Caching and partial caching
- Consider that partial extraction leaves sector ready to continue extraction rapidly.
- But caching takes extra space.
- Or does it?
- Yes, if we fully extract a sector and don't allocate space for it, then we implement the malicious data-deletion strategy. Rational PoSt suggests we should not do this because it is too expensive.
- Rational PoSt says that even though miners /could/ delete and regenerate then re-replicate data, the cost of doing so makes it irrational.
- However, if miners have economic incentive for fast retrieval, then the cost of sometimes having to re-replicate is offset by benefit of offering fast retrieval.
- This is fine from security perspective, I argue: they really are storing the data. (i.e. it's not really malicious data deletion)
- In other words, the smooth choice between storing fully-extracted/cached and fully replicated sectors is entirely up to the miner.
  - In practice, miners are limited to partially-extracting 25% so they can reach full replication in 1/4 the replication time if challenged. [Need to review Rational PoSt: that number might be wrong, but the principle is same.]
  - But, if a miner wanted to shift balance toward retrieval for some percentage of sectors, even having to sometimes fault might be worth the benefit. This assumes miners can charge a premium for faster retrieval.
- Rational PoSt provides more flexibility, and incentivized retrieval shifts the balance toward partially/fully-extracted caches.
  - Does this observation threaten Rational PoSt?
  - I don't /think/ so. Needs consideration. ** True retrieval miners
Actual retrieval miners will cache frequently-accessed pieces or those projected to be.
The above strategies allow storage miners to play this game, and the best retrieval miners may implement some on their own behalf.
But the essence of retrieval mining is optimization for speed, so much fully-extracted caching is likely.
This is not a problem. What is important is that it be possible to guarantee retrieval 'at all', and to guarantee retrieval-speeds-for-price.
Storage contracts can/will include retrieval time guarantees and penalties.
Clients, storage miners, and retrieval miners all play a part in this market and have much flexibility to meet demands in multiple dimensions.

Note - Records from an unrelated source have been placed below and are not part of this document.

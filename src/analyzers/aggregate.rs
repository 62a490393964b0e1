use crate::analyzers::grade::grade;
use crate::analyzers::rubric::{
    CATEGORY_WEIGHTS, Criterion, DIMENSION_CRITERIA, DIMENSIONS, FORMALITIES,
    FORMALITIES_CATEGORY, SOLUTION_REPORT_CATEGORY, TASK_CRITERIA,
};
use crate::analyzers::types::{
    AggregateResult, AveragedDimension, Breakdown, DimensionBreakdown, RubricLine, ScoreEntry,
    SolutionReport, TaskDimensionRow, TaskEntry, TaskLine,
};
use crate::analyzers::utility::{mean, sanitize, sum, weighted_pct};

/// Percentage of one Solution Report dimension.
pub fn dimension_pct(correctness: f64, convincingness: f64, references: f64) -> f64 {
    weighted_pct(&[correctness, convincingness, references], &DIMENSION_CRITERIA)
}

/// Percentage of one practical task.
pub fn task_pct(correctness: f64, detail: f64) -> f64 {
    weighted_pct(&[correctness, detail], &TASK_CRITERIA)
}

/// Weighted total of the three category percentages.
pub fn total_pct(formalities: f64, practical_tasks: f64, solution_report: f64) -> f64 {
    let w = CATEGORY_WEIGHTS;
    sum([
        formalities * w.formalities,
        practical_tasks * w.practical_tasks,
        solution_report * w.solution_report,
    ])
}

/// First row with exactly `category` whose item contains `item`, ignoring case.
pub fn find_entry<'a>(entries: &'a [ScoreEntry], category: &str, item: &str) -> Option<&'a ScoreEntry> {
    let needle = item.to_lowercase();
    entries
        .iter()
        .find(|e| e.category == category && e.item.to_lowercase().contains(&needle))
}

fn rubric_line(entries: &[ScoreEntry], category: &str, item: &str, criterion: &Criterion) -> RubricLine {
    let entry = find_entry(entries, category, item);
    RubricLine {
        label: criterion.label,
        score: sanitize(entry.and_then(|e| e.score), criterion.max),
        max: criterion.max,
        weight: criterion.weight,
        notes: entry.map(|e| e.notes.clone()).unwrap_or_default(),
    }
}

fn lines_pct(lines: &[RubricLine]) -> f64 {
    sum(lines.iter().map(|l| (l.score / l.max) * l.weight))
}

fn task_name(entry: &TaskEntry, index: usize) -> String {
    if entry.task.trim().is_empty() {
        format!("Task {}", index + 1)
    } else {
        entry.task.clone()
    }
}

impl Breakdown {
    /// Looks up and sanitizes every sub-score of one student.
    ///
    /// An `other` table that is absent or has no rows switches the Solution
    /// Report to the per-task average; no tasks either leaves it missing.
    pub fn from_tables(other: Option<&[ScoreEntry]>, tasks: &[TaskEntry]) -> Self {
        let other = other.filter(|rows| !rows.is_empty());

        let formalities = FORMALITIES
            .iter()
            .map(|f| rubric_line(other.unwrap_or(&[]), FORMALITIES_CATEGORY, f.item, &f.criterion))
            .collect();

        let solution_report = match other {
            Some(entries) => SolutionReport::Rubric(
                DIMENSIONS
                    .iter()
                    .map(|dim| DimensionBreakdown {
                        dimension: *dim,
                        lines: DIMENSION_CRITERIA
                            .iter()
                            .map(|c| rubric_line(entries, SOLUTION_REPORT_CATEGORY, &dim.item(c), c))
                            .collect(),
                    })
                    .collect(),
            ),
            None if !tasks.is_empty() => SolutionReport::TaskAverage(
                DIMENSIONS
                    .iter()
                    .map(|dim| AveragedDimension {
                        dimension: *dim,
                        rows: tasks
                            .iter()
                            .enumerate()
                            .map(|(i, t)| TaskDimensionRow {
                                task: task_name(t, i),
                                scores: t
                                    .dimension(dim.kind)
                                    .as_array()
                                    .iter()
                                    .zip(&DIMENSION_CRITERIA)
                                    .map(|(score, c)| sanitize(*score, c.max))
                                    .collect(),
                            })
                            .collect(),
                    })
                    .collect(),
            ),
            None => SolutionReport::Missing,
        };

        let tasks = tasks
            .iter()
            .enumerate()
            .map(|(i, t)| TaskLine {
                task: task_name(t, i),
                scores: [t.correctness, t.detail]
                    .iter()
                    .zip(&TASK_CRITERIA)
                    .map(|(score, c)| sanitize(*score, c.max))
                    .collect(),
            })
            .collect();

        Self {
            formalities,
            solution_report,
            tasks,
        }
    }

    pub fn formalities_pct(&self) -> f64 {
        lines_pct(&self.formalities)
    }

    pub fn practical_tasks_pct(&self) -> f64 {
        let per_task: Vec<f64> = self
            .tasks
            .iter()
            .map(|t| weighted_pct(&t.scores, &TASK_CRITERIA))
            .collect();
        mean(&per_task)
    }

    pub fn solution_report_pct(&self) -> f64 {
        match &self.solution_report {
            SolutionReport::Rubric(dims) => {
                sum(dims.iter().map(|d| lines_pct(&d.lines) * d.dimension.weight))
            }
            SolutionReport::TaskAverage(dims) => sum(dims.iter().map(|d| {
                let per_task: Vec<f64> = d
                    .rows
                    .iter()
                    .map(|r| weighted_pct(&r.scores, &DIMENSION_CRITERIA))
                    .collect();
                mean(&per_task) * d.dimension.weight
            })),
            SolutionReport::Missing => 0.0,
        }
    }

    /// Rolls the breakdown up into category percentages, total and grade.
    pub fn aggregate(&self) -> AggregateResult {
        let formalities_pct = self.formalities_pct();
        let practical_tasks_pct = self.practical_tasks_pct();
        let solution_report_pct = self.solution_report_pct();
        let total = total_pct(formalities_pct, practical_tasks_pct, solution_report_pct);

        AggregateResult {
            formalities_pct,
            practical_tasks_pct,
            solution_report_pct,
            total_pct: total,
            letter_grade: grade(total),
        }
    }
}

/// Aggregates one student's score tables into an [`AggregateResult`].
pub fn aggregate(other: Option<&[ScoreEntry]>, tasks: &[TaskEntry]) -> AggregateResult {
    Breakdown::from_tables(other, tasks).aggregate()
}
impl<'a> Evaluator<'a> {
    pub fn new(book: &'a WorkbookModel) -> Self {
        Self { book }
    }

    /// Evaluates `formula` as if it were written on `sheet`.
    pub fn evaluate(&self, sheet: &str, formula: &str) -> Result<Value> {
        self.eval_formula(sheet, formula, 0)
    }

    /// Current value of a cell, evaluating it if it holds a formula.
    pub fn cell_value(&self, sheet: &str, row: u32, col: u16) -> Result<Value> {
        self.read(sheet, row, col, 0)
    }

    fn eval_formula(&self, sheet: &str, formula: &str, depth: usize) -> Result<Value> {
        if depth > MAX_DEPTH {
            bail!("formula nesting too deep (circular reference?)");
        }
        let expr = parse(formula)?;
        self.eval(sheet, &expr, depth)
    }

    fn read(&self, sheet: &str, row: u32, col: u16, depth: usize) -> Result<Value> {
        let target = self
            .book
            .sheet(sheet)
            .ok_or_else(|| anyhow!("#REF! unknown sheet '{sheet}'"))?;
        Ok(match target.cell(row, col).map(|c| &c.value) {
            None | Some(CellValue::Blank) => Value::Empty,
            Some(CellValue::Number(n)) => Value::Number(*n),
            Some(CellValue::Text(t)) => Value::Text(t.clone()),
            Some(CellValue::Formula(f)) => self.eval_formula(sheet, f, depth + 1)?,
        })
    }

    fn range_values(&self, sheet: &str, a: &CellAddr, b: &CellAddr, depth: usize) -> Result<Vec<Vec<Value>>> {
        let name = a.sheet.as_deref().unwrap_or(sheet);
        let mut rows = Vec::new();
        for row in a.row.min(b.row)..=a.row.max(b.row) {
            let mut values = Vec::new();
            for col in a.col.min(b.col)..=a.col.max(b.col) {
                values.push(self.read(name, row, col, depth)?);
            }
            rows.push(values);
        }
        Ok(rows)
    }

    /// Numbers of the arguments; text and empty cells inside ranges are skipped.
    fn numbers(&self, sheet: &str, args: &[Expr], depth: usize) -> Result<Vec<f64>> {
        let mut out = Vec::new();
        for arg in args {
            match arg {
                Expr::Range(a, b) => {
                    for value in self.range_values(sheet, a, b, depth)?.into_iter().flatten() {
                        if let Value::Number(n) = value {
                            out.push(n);
                        }
                    }
                }
                other => out.push(self.eval(sheet, other, depth)?.as_number()?),
            }
        }
        Ok(out)
    }

    fn eval(&self, sheet: &str, expr: &Expr, depth: usize) -> Result<Value> {
        match expr {
            Expr::Number(n) => Ok(Value::Number(*n)),
            Expr::Bool(b) => Ok(Value::Bool(*b)),
            Expr::Ref(addr) => self.read(addr.sheet.as_deref().unwrap_or(sheet), addr.row, addr.col, depth),
            Expr::Range(..) => bail!("#VALUE! range used outside a function"),
            Expr::Neg(inner) => Ok(Value::Number(-self.eval(sheet, inner, depth)?.as_number()?)),
            Expr::Binary(op, lhs, rhs) => {
                let a = self.eval(sheet, lhs, depth)?.as_number()?;
                let b = self.eval(sheet, rhs, depth)?.as_number()?;
                let n = match op {
                    '+' => a + b,
                    '-' => a - b,
                    '*' => a * b,
                    '/' if b == 0.0 => bail!("#DIV/0!"),
                    '/' => a / b,
                    _ => bail!("unknown operator '{op}'"),
                };
                Ok(Value::Number(n))
            }
            Expr::Call(name, args) => self.call(sheet, name, args, depth),
        }
    }

    fn call(&self, sheet: &str, name: &str, args: &[Expr], depth: usize) -> Result<Value> {
        match name {
            "SUM" => Ok(Value::Number(sum(self.numbers(sheet, args, depth)?))),
            "AVERAGE" => {
                let values = self.numbers(sheet, args, depth)?;
                if values.is_empty() {
                    bail!("#DIV/0! AVERAGE of no numbers");
                }
                Ok(Value::Number(mean(&values)))
            }
            "VLOOKUP" => {
                let [key, Expr::Range(a, b), index, rest @ ..] = args else {
                    bail!("VLOOKUP expects (key, range, column[, approximate])");
                };
                let key = self.eval(sheet, key, depth)?.as_number()?;
                let index = self.eval(sheet, index, depth)?.as_number()? as usize;
                let approximate = match rest.first() {
                    Some(flag) => self.eval(sheet, flag, depth)?.as_number()? != 0.0,
                    None => true,
                };
                let table = self.range_values(sheet, a, b, depth)?;
                if index == 0 || table.first().is_none_or(|row| index > row.len()) {
                    bail!("#REF! VLOOKUP column {index} outside the table");
                }

                let mut found = None;
                for row in &table {
                    let Value::Number(first) = &row[0] else { continue };
                    if approximate {
                        if *first <= key {
                            found = Some(row);
                        } else {
                            break;
                        }
                    } else if *first == key {
                        found = Some(row);
                        break;
                    }
                }
                found
                    .map(|row| row[index - 1].clone())
                    .ok_or_else(|| anyhow!("#N/A VLOOKUP found no match for {key}"))
            }
            other => bail!("#NAME? unsupported function {other}"),
        }
    }
}
#[cfg(test)]
mod tests {
    use crate::ast::*;
    use crate::parser::{SyntaxErrorKind, parse};

    fn parse_ok(src: &str) -> Vec<Statement> {
        parse(src).unwrap().body
    }

    fn parse_err(src: &str) -> SyntaxErrorKind {
        parse(src).unwrap_err().kind
    }

    #[test]
    fn block_and_empty() {
        let body = parse_ok("{ 1; ; }");
        let [Statement::Block(inner)] = body.as_slice() else {
            panic!("expected one block");
        };
        assert!(matches!(inner.as_slice(), [Statement::Expression(_), Statement::Empty]));
    }

    #[test]
    fn block_lexical_names_clash_with_inner_vars() {
        assert_eq!(parse_err("{ let a; var a; }"), SyntaxErrorKind::DuplicateDeclaration("a".into()));
        assert_eq!(parse_err("{ var b; const b = 1; }"), SyntaxErrorKind::DuplicateDeclaration("b".into()));
        assert_eq!(parse_err("{ let c; { var c; } }"), SyntaxErrorKind::DuplicateDeclaration("c".into()));
        assert_eq!(parse_err("{ function d() {} for (var d; ;) break; }"), SyntaxErrorKind::DuplicateDeclaration("d".into()));
        parse_ok("var e; { let e; }");
        parse_ok("{ let f; (function () { var f; }); }");
        parse_ok("{ var g; } { let g; }");
    }

    #[test]
    fn if_else_binds_to_nearest() {
        let body = parse_ok("if (a) if (b) x; else y;");
        let [Statement::If(outer)] = body.as_slice() else {
            panic!("expected if");
        };
        assert!(outer.alternate.is_none());
        assert!(matches!(&*outer.consequent, Statement::If(inner) if inner.alternate.is_some()));
    }

    #[test]
    fn loops() {
        assert!(matches!(parse_ok("while (x) x--;")[0], Statement::While(_)));
        assert!(matches!(parse_ok("do x++; while (x < 3)")[0], Statement::DoWhile(_)));
        assert_eq!(parse_ok("do ; while (0) x").len(), 2);

        let body = parse_ok("for (let i = 0, j; i < 3; i++) {}");
        let Statement::For(stmt) = &body[0] else {
            panic!("expected for");
        };
        assert!(matches!(&stmt.init, Some(ForInit::Variable(d)) if d.kind == VarKind::Let && d.declarations.len() == 2));
        assert!(stmt.test.is_some() && stmt.update.is_some());

        let body = parse_ok("for (;;) break;");
        let Statement::For(stmt) = &body[0] else {
            panic!("expected for");
        };
        assert!(stmt.init.is_none() && stmt.test.is_none() && stmt.update.is_none());
    }

    #[test]
    fn for_head_restrictions() {
        assert_eq!(parse_err("for (const i; ;) {}"), SyntaxErrorKind::ConstWithoutInitializer);
        assert!(matches!(parse_err("for (var k in o) {}"), SyntaxErrorKind::Unsupported(_)));
        assert!(matches!(parse_err("for (const v of o) {}"), SyntaxErrorKind::Unsupported(_)));
        // `in` inside parentheses is a relational operator again
        parse_ok("for (var a = ('x' in o); a; ) break;");
    }

    #[test]
    fn labels_and_jumps() {
        parse_ok("outer: for (;;) { inner: while (1) { continue outer; } }");
        parse_ok("a: b: while (1) continue a;");
        parse_ok("block: { break block; }");
        assert_eq!(parse_err("break;"), SyntaxErrorKind::IllegalBreak);
        assert_eq!(parse_err("while (1) { continue x; }"), SyntaxErrorKind::UndefinedLabel("x".into()));
        assert_eq!(parse_err("block: { continue block; }"), SyntaxErrorKind::IllegalContinue);
        assert_eq!(parse_err("l: while (1) { l: ; }"), SyntaxErrorKind::DuplicateLabel("l".into()));
        assert_eq!(parse_err("l: while (1) function f() { break l; }"), SyntaxErrorKind::LexicalInSingleStatement);
        assert_eq!(
            parse_err("l: while (1) { (function () { break l; }); }"),
            SyntaxErrorKind::UndefinedLabel("l".into())
        );
    }

    #[test]
    fn errors_in_nested_functions_are_syntax_errors() {
        assert_eq!(parse_err("while (1) { (function () { break; }); }"), SyntaxErrorKind::IllegalBreak);
        assert_eq!(parse_err("for (;;) { (function () { continue; }); }"), SyntaxErrorKind::IllegalContinue);
        assert_eq!(parse_err("do { class A { m() { break; } } } while (0)"), SyntaxErrorKind::IllegalBreak);
        assert_eq!(
            parse_err("while (1) { class C { m() { return this.#x; } } }"),
            SyntaxErrorKind::UndeclaredPrivateName("x".into())
        );
        assert_eq!(
            parse_err("switch (0) { case 0: (function () { let a, a; }); }"),
            SyntaxErrorKind::DuplicateDeclaration("a".into())
        );
    }

    #[test]
    fn return_placement() {
        assert_eq!(parse_err("return 1;"), SyntaxErrorKind::IllegalReturn);
        let body = parse_ok("function f() { return\n1; }");
        let Statement::Declaration(Declaration::Function(f)) = &body[0] else {
            panic!("expected function");
        };
        assert!(matches!(f.body.as_slice(), [Statement::Return(None), Statement::Expression(_)]));
    }

    #[test]
    fn throw_and_try() {
        assert_eq!(parse_err("throw\n1;"), SyntaxErrorKind::NewlineAfterThrow);
        assert_eq!(parse_err("try {}"), SyntaxErrorKind::TryWithoutCatchOrFinally);
        let body = parse_ok("try { a(); } catch (e) { b(e); } finally { c(); }");
        let Statement::Try(stmt) = &body[0] else {
            panic!("expected try");
        };
        assert_eq!(stmt.handler.as_ref().and_then(|h| h.param.as_deref()), Some("e"));
        assert!(stmt.finalizer.is_some());
        parse_ok("try {} catch { }");
        assert_eq!(
            parse_err("try {} catch (e) { let e; }"),
            SyntaxErrorKind::DuplicateDeclaration("e".into())
        );
    }

    #[test]
    fn switch_cases() {
        let body = parse_ok("switch (x) { case 1: a; case 2: default: b; break; }");
        let Statement::Switch(stmt) = &body[0] else {
            panic!("expected switch");
        };
        assert_eq!(stmt.cases.len(), 3);
        assert!(stmt.cases[1].consequent.is_empty());
        assert!(stmt.cases[2].test.is_none());
        assert_eq!(parse_err("switch (x) { default: default: }"), SyntaxErrorKind::MultipleDefaults);
        assert_eq!(
            parse_err("switch (x) { case 1: let a; case 2: let a; }"),
            SyntaxErrorKind::DuplicateDeclaration("a".into())
        );
        assert_eq!(
            parse_err("switch (x) { case 1: let a; break; default: var a; }"),
            SyntaxErrorKind::DuplicateDeclaration("a".into())
        );
    }

    #[test]
    fn lexical_declarations_need_a_statement_list() {
        assert_eq!(parse_err("if (x) let y = 1;"), SyntaxErrorKind::LexicalInSingleStatement);
        assert_eq!(parse_err("while (x) const y = 1;"), SyntaxErrorKind::LexicalInSingleStatement);
        // sloppy `let` is still an identifier where no declaration can follow
        assert!(matches!(parse_ok("let = 1;")[0], Statement::Expression(_)));
    }

    #[test]
    fn debugger_and_unsupported() {
        assert!(matches!(parse_ok("debugger;")[0], Statement::Debugger));
        assert!(matches!(parse_err("with (o) {}"), SyntaxErrorKind::Unsupported(_)));
        assert!(matches!(parse_err("import x from 'y';"), SyntaxErrorKind::Unsupported(_)));
    }
}
#[cfg(test)]
mod tests {
    use super::*;

    fn object() -> JsObject {
        JsObject::from_data(ObjectData::new(None, ObjectKind::Ordinary))
    }

    fn number(desc: &PropertyDescriptor) -> f64 {
        match desc.value {
            Some(JsValue::Number(n)) => n,
            ref other => panic!("expected a number, got {other:?}"),
        }
    }

    #[test]
    fn partial_descriptors_default_to_false() {
        let o = object();
        assert!(o.define_own_property(
            "x".into(),
            PropertyDescriptor { value: Some(JsValue::Number(1.0)), ..Default::default() }
        ));
        let desc = o.get_own_property(&"x".into()).unwrap();
        assert_eq!(desc.writable, Some(false));
        assert_eq!(desc.enumerable, Some(false));
        assert_eq!(desc.configurable, Some(false));
        assert!(desc.get.is_none());
    }

    #[test]
    fn non_configurable_rejects_incompatible_redefinition() {
        let o = object();
        o.define_own_property("x".into(), PropertyDescriptor::data(JsValue::Number(1.0), false, false, false));
        assert!(!o.define_own_property("x".into(), PropertyDescriptor::data(JsValue::Number(2.0), false, false, false)));
        assert!(!o.define_own_property(
            "x".into(),
            PropertyDescriptor { configurable: Some(true), ..Default::default() }
        ));
        assert!(!o.define_own_property(
            "x".into(),
            PropertyDescriptor { get: Some(JsValue::Undefined), ..Default::default() }
        ));
        // same value is accepted
        assert!(o.define_own_property(
            "x".into(),
            PropertyDescriptor { value: Some(JsValue::Number(1.0)), ..Default::default() }
        ));
        assert_eq!(number(&o.get_own_property(&"x".into()).unwrap()), 1.0);
        assert!(!o.delete(&"x".into()));
    }

    #[test]
    fn configurable_property_converts_between_kinds() {
        let o = object();
        o.define_own_property("p".into(), PropertyDescriptor::data(JsValue::Number(1.0), true, true, true));
        assert!(o.define_own_property(
            "p".into(),
            PropertyDescriptor { get: Some(JsValue::Undefined), ..Default::default() }
        ));
        let desc = o.get_own_property(&"p".into()).unwrap();
        assert!(desc.is_accessor_descriptor() && !desc.is_data_descriptor());
        assert!(matches!(desc.set, Some(JsValue::Undefined)));
        assert_eq!(desc.enumerable, Some(true));
        assert!(o.delete(&"p".into()));
        assert!(o.get_own_property(&"p".into()).is_none());
    }

    #[test]
    fn non_extensible_objects_reject_new_properties() {
        let o = object();
        o.borrow_mut().extensible = false;
        assert!(!o.define_own_property("x".into(), PropertyDescriptor::data(JsValue::Null, true, true, true)));
        assert!(!o.set_prototype_of(Some(object())));
    }

    #[test]
    fn key_order() {
        let o = object();
        let sym = JsSymbol::new(None);
        for key in [PropertyKey::from("b"), PropertyKey::Symbol(sym.clone()), "2".into(), "a".into(), "0".into()] {
            o.define_own_property(key, PropertyDescriptor::data(JsValue::Null, true, true, true));
        }
        let keys: Vec<String> = o.own_property_keys().iter().map(|k| k.to_string()).collect();
        assert_eq!(keys, vec!["0", "2", "b", "a", "Symbol()"]);
    }

    #[test]
    fn prototype_chain_lookup_and_cycles() {
        let proto = object();
        let o = object();
        proto.define_own_property("x".into(), PropertyDescriptor::data(JsValue::Number(5.0), true, true, true));
        assert!(o.set_prototype_of(Some(proto.clone())));
        assert!(o.has_property(&"x".into()));
        assert!(o.get_own_property(&"x".into()).is_none());
        assert_eq!(number(&o.find_property(&"x".into()).unwrap()), 5.0);
        assert!(!proto.set_prototype_of(Some(o.clone())));
    }

    #[test]
    fn string_wrappers_expose_indices_and_length() {
        let s = JsObject::from_data(ObjectData::new(None, ObjectKind::String(JsString::from_str("hi"))));
        let first = s.get_own_property(&"0".into()).unwrap();
        assert!(matches!(first.value, Some(JsValue::String(ref c)) if c.to_rust_string() == "h"));
        assert_eq!(number(&s.get_own_property(&"length".into()).unwrap()), 2.0);
        assert!(s.get_own_property(&"2".into()).is_none());
        assert!(!s.delete(&"length".into()));
        assert!(!s.define_own_property("0".into(), PropertyDescriptor::data(JsValue::Null, true, true, true)));
        let keys: Vec<String> = s.own_property_keys().iter().map(|k| k.to_string()).collect();
        assert_eq!(keys, vec!["0", "1", "length"]);
    }

    #[test]
    fn capabilities_follow_kind() {
        assert_eq!(ObjectKind::Ordinary.capabilities(), Capabilities { call: false, construct: false });
        fn noop(_: &mut Interpreter, _: &JsValue, _: &[JsValue], _: Option<&JsObject>) -> JsResult<JsValue> {
            Ok(JsValue::Undefined)
        }
        let native = ObjectKind::Function(FunctionData::Native(NativeFunction { function: noop, constructor: false }));
        assert_eq!(native.capabilities(), Capabilities { call: true, construct: false });
        assert_eq!(native.class_name(), "Function");
    }
}
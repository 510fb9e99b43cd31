use crate::lexer::{LexError, Lexer, SourceLocation, Token, TokenKind};

/// Random-access lookahead over the fully realized token sequence.
///
/// Line terminator tokens stay in the buffer but are skipped by every
/// peek and consume; [`TokenCursor::line_terminator_before`] reports
/// whether one sits before the next significant token.
pub struct TokenCursor<'src> {
    tokens: Vec<Token<'src>>,
    position: usize,
    end: SourceLocation,
    previous_end: usize,
}

impl<'src> TokenCursor<'src> {
    pub fn new(source: &'src str) -> Result<Self, LexError> {
        let mut lexer = Lexer::new(source);
        let tokens = lexer.by_ref().collect::<Result<Vec<_>, _>>()?;
        Ok(Self {
            tokens,
            position: 0,
            end: lexer.location(),
            previous_end: 0,
        })
    }

    pub fn len(&self) -> usize {
        self.tokens.len()
    }

    fn significant_index(&self, n: usize) -> Option<usize> {
        self.tokens[self.position..]
            .iter()
            .enumerate()
            .filter(|(_, t)| t.kind != TokenKind::LineTerminator)
            .nth(n)
            .map(|(i, _)| self.position + i)
    }

    pub fn peek(&self) -> Option<&Token<'src>> {
        self.peek_nth(0)
    }

    /// The `n`th significant token ahead, `peek_nth(0)` being the next one.
    pub fn peek_nth(&self, n: usize) -> Option<&Token<'src>> {
        self.significant_index(n).map(|i| &self.tokens[i])
    }

    pub fn peek_kind(&self) -> Option<TokenKind> {
        self.peek().map(|t| t.kind)
    }

    pub fn check(&self, kind: TokenKind) -> bool {
        self.peek_kind() == Some(kind)
    }

    pub fn next(&mut self) -> Option<Token<'src>> {
        let index = self.significant_index(0)?;
        self.position = index + 1;
        let token = self.tokens[index];
        self.previous_end = token.end_offset();
        Some(token)
    }

    pub fn eat(&mut self, kind: TokenKind) -> bool {
        if self.check(kind) {
            self.next();
            true
        } else {
            false
        }
    }

    pub fn line_terminator_before(&self) -> bool {
        self.tokens
            .get(self.position)
            .is_some_and(|t| t.kind == TokenKind::LineTerminator)
    }

    pub fn is_at_end(&self) -> bool {
        self.peek().is_none()
    }

    /// Location of the next significant token, or of the end of input.
    pub fn location(&self) -> SourceLocation {
        self.peek().map_or(self.end, |t| t.location)
    }

    /// Byte offset just past the last consumed token.
    pub fn previous_end(&self) -> usize {
        self.previous_end
    }
}

#[cfg(test)]
mod tests {
    use super::*;
    use crate::lexer::{Punctuator, TokenKind};

    #[test]
    fn skips_line_terminators() {
        let mut cursor = TokenCursor::new("a\n\n+ b").unwrap();
        assert_eq!(cursor.len(), 5);
        assert_eq!(cursor.next().map(|t| t.text), Some("a"));
        assert!(cursor.line_terminator_before());
        assert_eq!(cursor.peek().map(|t| t.text), Some("+"));
        assert_eq!(cursor.peek_nth(1).map(|t| t.text), Some("b"));
        assert!(cursor.eat(TokenKind::Punctuator(Punctuator::Plus)));
        assert!(!cursor.line_terminator_before());
        assert_eq!(cursor.next().map(|t| t.text), Some("b"));
        assert!(cursor.is_at_end());
        assert_eq!(cursor.next(), None);
    }

    #[test]
    fn end_location() {
        let cursor = TokenCursor::new("x;\nfoo").unwrap();
        assert_eq!(cursor.end.line, 2);
        assert_eq!(cursor.end.column, 3);

        let cursor = TokenCursor::new("x;\nfoo\n").unwrap();
        assert_eq!((cursor.end.line, cursor.end.column), (3, 0));
        let cursor = TokenCursor::new("a\r\nb\u{2028}c\rd").unwrap();
        assert_eq!((cursor.end.line, cursor.end.column), (4, 1));
        assert_eq!(TokenCursor::new("").unwrap().end.line, 1);
    }

    #[test]
    fn lexical_error_surfaces_up_front() {
        assert!(TokenCursor::new("a; b; @").is_err());
    }
}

With apologies for a crude and hasty composition — wanted to just get those ideas written down while I have time.

Regards, @porcuquine

cont.

I'm going to dive a little more into the partial caching idea, because I may have left too much to the imagination.

The idea is this: in general, miners are allowed to delete a certain amount of data and reseal it just in time. Because of the polling time, this is limited. The first suggestion is that miners who prioritize retrieval take advantage of this opportunity to keep all of their fast-retrieval sectors in a partially-extracted state. Then, when any of those sectors is challenged, they simply complete the partial replication in time to meet the challenge.

But we want to do better than that because we assume someone is motivated to provide fastest possible retrieval of some sectors. In that case, for these fastest-retrieval sectors, the miners could keep the sectors in an even-more-extracted state. It might be the case that the rewards are such that they can tolerate an occasional single fault (since they will always be able to recover the data for the next proving period). However, even if that is true they would need to restrict this to a small portion of their sectors to avoid this happening often.

Therefore, they could also keep a portion of their sectors in some faster-retrieval state then perform just enough extraction during each proving period to ensure that they will be able to answer any challenge. Then, once the challenges have been received, they can return the sector to its more-extracted state to serve any requests which might come in.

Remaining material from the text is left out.